Lindsay Lohan (Dakota/Audrey) phones it in and looks like she may be worried about the kilo of coke in her car, or of course she might be trying to get over the effects of the previous evening’s binging. Lohan might be able to carry those tween rom-coms over in Disneyland but she’s out of her depth in a horror outing. Julia Ormond (Susan Fleming) has quite possibly destroyed her career with this outing, what were you thinking Julia! Neal McDonough (Daniel Fleming) is simply there or thereabouts to deliver the big plot twist that will hit you in the gut like a celestial fist; assuming you are still awake and have a single figure IQ. And finally Brian Geraghty (Jerrod Pointer, Audrey’s blue rose toting boyfriend) was disposable.
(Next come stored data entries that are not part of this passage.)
//!
//! The platform side of the presentation controller.
//!
//! Following a humble-view split, [`PresentationController`] holds all the
//! palette's state and decisions, and drives a [`PaletteView`] that only
//! mirrors that state into native widgets. The macOS shell implements this
//! trait with AppKit views; tests implement it with plain structs.
//!
//! [`PresentationController`]: crate::presenter::PresentationController

use crate::layout::{Frame, Size};

/// The palette's visual tree: search field, match list and hosting window.
pub trait PaletteView {
    /// The renderable placed in one list row.
    type Row;

    /// Current contents of the search field.
    fn search_text(&self) -> String;

    /// Replaces the contents of the search field.
    fn set_search_text(&mut self, text: &str);

    /// Gives keyboard focus to the search field.
    fn focus_search_field(&mut self);

    /// Replaces every row of the match list. `None` rows are drawn empty.
    fn reload_rows(&mut self, rows: Vec<Option<Self::Row>>);

    /// Highlights a row of the match list.
    fn select_row(&mut self, index: usize);

    /// Scrolls the match list so the row is visible.
    fn scroll_row_to_visible(&mut self, index: usize);

    /// Resizes the palette's content view and backdrop.
    fn set_content_size(&mut self, size: Size);

    /// Sets the spacing between the search field and the match list.
    fn set_stack_spacing(&mut self, spacing: f64);

    /// Frame of the hosting window, or `None` when the view has no window.
    fn window_frame(&self) -> Option<Frame>;

    /// Moves and resizes the hosting window.
    fn set_window_frame(&mut self, frame: Frame);
}
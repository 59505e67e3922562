//!
//! Keyboard event types for the quick-open palette.
//!
//! These types abstract over macOS NSEvent details and provide a clean
//! Rust-native interface for key routing. The palette core only ever sees
//! [`KeyEvent`]s, so its navigation and selection logic can be exercised
//! without a windowing system.

pub mod keycode;

/// A keyboard event.
#[derive(Debug, Clone, PartialEq)]
pub struct KeyEvent {
    /// The key that was pressed
    pub key: Key,
    /// Modifier keys held during the event
    pub modifiers: Modifiers,
}

impl KeyEvent {
    /// Creates a new KeyEvent with the given key and modifiers.
    pub fn new(key: Key, modifiers: Modifiers) -> Self {
        Self { key, modifiers }
    }

    /// Creates a KeyEvent for a single character with no modifiers.
    pub fn char(ch: char) -> Self {
        Self {
            key: Key::Char(ch),
            modifiers: Modifiers::default(),
        }
    }

    /// Creates a KeyEvent for a character with control held (e.g. ctrl-n).
    pub fn control(ch: char) -> Self {
        Self {
            key: Key::Char(ch),
            modifiers: Modifiers {
                control: true,
                ..Default::default()
            },
        }
    }
}

/// Modifier keys that can be held during a key event.
#[derive(Debug, Clone, Copy, PartialEq, Eq, Default)]
pub struct Modifiers {
    /// Shift key
    pub shift: bool,
    /// Command key (Cmd/⌘)
    pub command: bool,
    /// Option key (Alt/⌥)
    pub option: bool,
    /// Control key (Ctrl/⌃)
    pub control: bool,
}

impl Modifiers {
    /// Returns true if no modifier keys are held.
    pub fn is_empty(&self) -> bool {
        !self.shift && !self.command && !self.option && !self.control
    }
}

/// Keys that can be pressed.
#[derive(Debug, Clone, PartialEq)]
pub enum Key {
    /// A printable character, as produced ignoring modifiers
    Char(char),
    /// Backspace / Delete backward
    Backspace,
    /// Forward delete
    Delete,
    /// Return / Enter (main or keypad)
    Return,
    /// Left arrow
    Left,
    /// Right arrow
    Right,
    /// Up arrow
    Up,
    /// Down arrow
    Down,
    /// Tab key
    Tab,
    /// Escape key
    Escape,
    /// A key with no character and no dedicated variant, by virtual key code
    Other(u16),
}

impl Key {
    /// Returns true when this is the given letter, ignoring case.
    pub fn is_letter(&self, letter: char) -> bool {
        matches!(self, Key::Char(ch) if ch.eq_ignore_ascii_case(&letter))
    }
}
//! The palette's AppKit view tree.
//!
//! ```text
//! NSWindow (PaletteNSWindow)
//! └── root NSView (layer-backed, rounded)
//!     └── NSVisualEffectView (backdrop)
//!         └── NSStackView (vertical, edge insets)
//!             ├── NSTextField (search field)
//!             └── NSScrollView
//!                 └── NSTableView (one column, rows from PaletteTableBridge)
//! ```

use objc2::rc::Retained;
use objc2::runtime::ProtocolObject;
use objc2::sel;
use objc2_app_kit::{
    NSAutoresizingMaskOptions, NSBorderType, NSColor, NSEdgeInsets, NSFocusRingType, NSFont,
    NSScrollView, NSStackView, NSStackViewDistribution, NSTableColumn,
    NSTableColumnResizingOptions, NSTableView, NSTableViewColumnAutoresizingStyle,
    NSTableViewSelectionHighlightStyle, NSTextField, NSUserInterfaceLayoutOrientation, NSView,
    NSVisualEffectBlendingMode, NSVisualEffectMaterial, NSVisualEffectState,
    NSVisualEffectView, NSWindow,
};
use objc2_foundation::{MainThreadMarker, NSIndexSet, NSPoint, NSRect, NSSize, NSString};

use super::table::PaletteTableBridge;
use crate::layout::{self, Frame, Size};
use crate::options::{FontSpec, PaletteOptions};
use crate::view::PaletteView;

/// [`PaletteView`] backed by native AppKit views.
pub struct NativeView {
    window: Retained<NSWindow>,
    root: Retained<NSView>,
    effect: Retained<NSVisualEffectView>,
    stack: Retained<NSStackView>,
    search_field: Retained<NSTextField>,
    table: Retained<NSTableView>,
    bridge: Retained<PaletteTableBridge>,
}

impl NativeView {
    /// Builds the view tree and installs it as the window's content view.
    pub fn new(mtm: MainThreadMarker, window: Retained<NSWindow>, options: &PaletteOptions) -> Self {
        let frame = NSRect::new(
            NSPoint::new(0.0, 0.0),
            NSSize::new(options.width, options.height),
        );

        // The layer mask is one point wider than the backdrop's radius so
        // no backdrop pixels show past the rounded corner
        let root = NSView::new(mtm);
        root.setFrame(frame);
        root.setWantsLayer(true);
        if let Some(layer) = root.layer() {
            layer.setCornerRadius(options.radius + 1.0);
            layer.setMasksToBounds(true);
        }

        let effect = NSVisualEffectView::new(mtm);
        effect.setFrame(frame);
        effect.setAutoresizingMask(
            NSAutoresizingMaskOptions::ViewWidthSizable
                | NSAutoresizingMaskOptions::ViewHeightSizable,
        );
        effect.setState(NSVisualEffectState::Active);
        effect.setBlendingMode(NSVisualEffectBlendingMode::BehindWindow);
        effect.setMaterial(NSVisualEffectMaterial(options.material.raw_value()));
        effect.setWantsLayer(true);
        if let Some(layer) = effect.layer() {
            layer.setCornerRadius(options.radius);
        }
        root.addSubview(&effect);

        let search_field = make_search_field(mtm, options);
        let bridge = PaletteTableBridge::new(mtm, options.row_height);
        let table = make_table(mtm, options, &bridge);

        let scroll = NSScrollView::new(mtm);
        scroll.setBorderType(NSBorderType::NoBorder);
        scroll.setDrawsBackground(false);
        scroll.setHasVerticalScroller(true);
        scroll.setAutohidesScrollers(true);
        scroll.setDocumentView(Some(&table));

        let insets = options.edge_insets;
        let stack = NSStackView::new(mtm);
        stack.setOrientation(NSUserInterfaceLayoutOrientation::Vertical);
        stack.setDistribution(NSStackViewDistribution::Fill);
        stack.setEdgeInsets(NSEdgeInsets {
            top: insets.top,
            left: insets.left,
            bottom: insets.bottom,
            right: insets.right,
        });
        stack.setSpacing(0.0);
        stack.setTranslatesAutoresizingMaskIntoConstraints(false);
        stack.addArrangedSubview(&search_field);
        stack.addArrangedSubview(&scroll);
        effect.addSubview(&stack);

        let field_height = (options.height - insets.top - insets.bottom).max(0.0);
        // SAFETY: each pair of anchors belongs to views in the same hierarchy
        let constraints = unsafe {
            [
                stack.topAnchor().constraintEqualToAnchor(&effect.topAnchor()),
                stack.bottomAnchor().constraintEqualToAnchor(&effect.bottomAnchor()),
                stack.leadingAnchor().constraintEqualToAnchor(&effect.leadingAnchor()),
                stack.trailingAnchor().constraintEqualToAnchor(&effect.trailingAnchor()),
                search_field.heightAnchor().constraintEqualToConstant(field_height),
            ]
        };
        for constraint in &constraints {
            constraint.setActive(true);
        }

        window.setContentView(Some(&root));

        Self {
            window,
            root,
            effect,
            stack,
            search_field,
            table,
            bridge,
        }
    }

    /// The table's data source and click target.
    pub fn bridge(&self) -> &PaletteTableBridge {
        &self.bridge
    }
}

fn make_search_field(mtm: MainThreadMarker, options: &PaletteOptions) -> Retained<NSTextField> {
    let field = NSTextField::new(mtm);
    field.setEditable(true);
    field.setBezeled(false);
    field.setBordered(false);
    field.setDrawsBackground(false);
    field.setFocusRingType(NSFocusRingType::None);
    field.setPlaceholderString(Some(&NSString::from_str(&options.placeholder)));
    field.setFont(Some(&resolve_font(&options.font)));
    field
}

/// Falls back to the system font when the named family is not installed.
fn resolve_font(spec: &FontSpec) -> Retained<NSFont> {
    if let Some(family) = &spec.family {
        if let Some(font) = NSFont::fontWithName_size(&NSString::from_str(family), spec.size) {
            return font;
        }
        tracing::warn!(family = %family, "font not found, using system font");
    }
    NSFont::systemFontOfSize(spec.size)
}

fn make_table(
    mtm: MainThreadMarker,
    options: &PaletteOptions,
    bridge: &PaletteTableBridge,
) -> Retained<NSTableView> {
    let table = NSTableView::new(mtm);
    table.setHeaderView(None);
    table.setRowHeight(options.row_height);
    table.setIntercellSpacing(NSSize::new(0.0, 0.0));
    table.setBackgroundColor(&NSColor::clearColor());
    table.setFocusRingType(NSFocusRingType::None);
    table.setSelectionHighlightStyle(NSTableViewSelectionHighlightStyle::Regular);

    let column = NSTableColumn::initWithIdentifier(
        mtm.alloc::<NSTableColumn>(),
        &NSString::from_str("match"),
    );
    // The column tracks the clip view, which sits inside the side insets
    column.setWidth(layout::inner_width(options));
    column.setResizingMask(NSTableColumnResizingOptions::AutoresizingMask);
    table.addTableColumn(&column);
    table.setColumnAutoresizingStyle(
        NSTableViewColumnAutoresizingStyle::UniformColumnAutoresizingStyle,
    );

    // SAFETY: the bridge outlives the table; NativeView owns both
    unsafe {
        table.setDataSource(Some(ProtocolObject::from_ref(bridge)));
        table.setDelegate(Some(ProtocolObject::from_ref(bridge)));
        table.setTarget(Some(bridge));
        table.setDoubleAction(Some(sel!(rowDoubleClicked:)));
    }

    table
}

impl PaletteView for NativeView {
    type Row = Retained<NSView>;

    fn search_text(&self) -> String {
        self.search_field.stringValue().to_string()
    }

    fn set_search_text(&mut self, text: &str) {
        self.search_field.setStringValue(&NSString::from_str(text));
    }

    fn focus_search_field(&mut self) {
        self.window.makeFirstResponder(Some(&self.search_field));
    }

    fn reload_rows(&mut self, rows: Vec<Option<Self::Row>>) {
        self.bridge.set_rows(rows);
        self.table.reloadData();
    }

    fn select_row(&mut self, index: usize) {
        let rows = NSIndexSet::indexSetWithIndex(index);
        self.table.selectRowIndexes_byExtendingSelection(&rows, false);
    }

    fn scroll_row_to_visible(&mut self, index: usize) {
        self.table.scrollRowToVisible(index as isize);
    }

    fn set_content_size(&mut self, size: Size) {
        let size = NSSize::new(size.width, size.height);
        self.root.setFrameSize(size);
        self.effect.setFrameSize(size);
    }

    fn set_stack_spacing(&mut self, spacing: f64) {
        self.stack.setSpacing(spacing);
    }

    fn window_frame(&self) -> Option<Frame> {
        let frame = self.window.frame();
        Some(Frame::new(
            frame.origin.x,
            frame.origin.y,
            frame.size.width,
            frame.size.height,
        ))
    }

    fn set_window_frame(&mut self, frame: Frame) {
        let rect = NSRect::new(
            NSPoint::new(frame.x, frame.y),
            NSSize::new(frame.width, frame.height),
        );
        self.window.setFrame_display(rect, true);
    }
}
The score for I Know Who Killed Me is schizophrenic to the extreme, pretty much like the movie really. For the first few blocks we get the typical safe rock options Hollywood executives think the kids will love, before going all classical in the final block for no apparent reason. If this score neighed they would shot it.
I Know Who Killed Me, and yes that clunker of a line gets used, is disposable studio fare that would normally get dumped direct to DVD. The movie got a studio release due to its star *snigger* Lindsay Lohan quite possibly facing a prison term at the time, and oh, the possibility of some nasty girl stripping action. Lindsay was having nothing of the nekkid stuff as she had her reputation to protect, I do crack myself up sometimes, and missed a bullet on the prison term. Unfortunately for anyone silly enough to catch the actual movie a bullet wasn’t missed. To a certain extent I was mesmerised by this flick as I couldn’t believe it could get any worse. There’s a certain amount of entertainment to be taken from watching a train wreck in the process of happening to be honest, but end of day there simply wasn’t enough in I Know Who Killed Me to warrant anything approaching a recommendation.
The only question I have remaining is why on earth they gave so much screen time to that hairless cat with the big nuts. That wasn’t an experience I want repeated and remains the only impactful part of Lohan’s latest flop.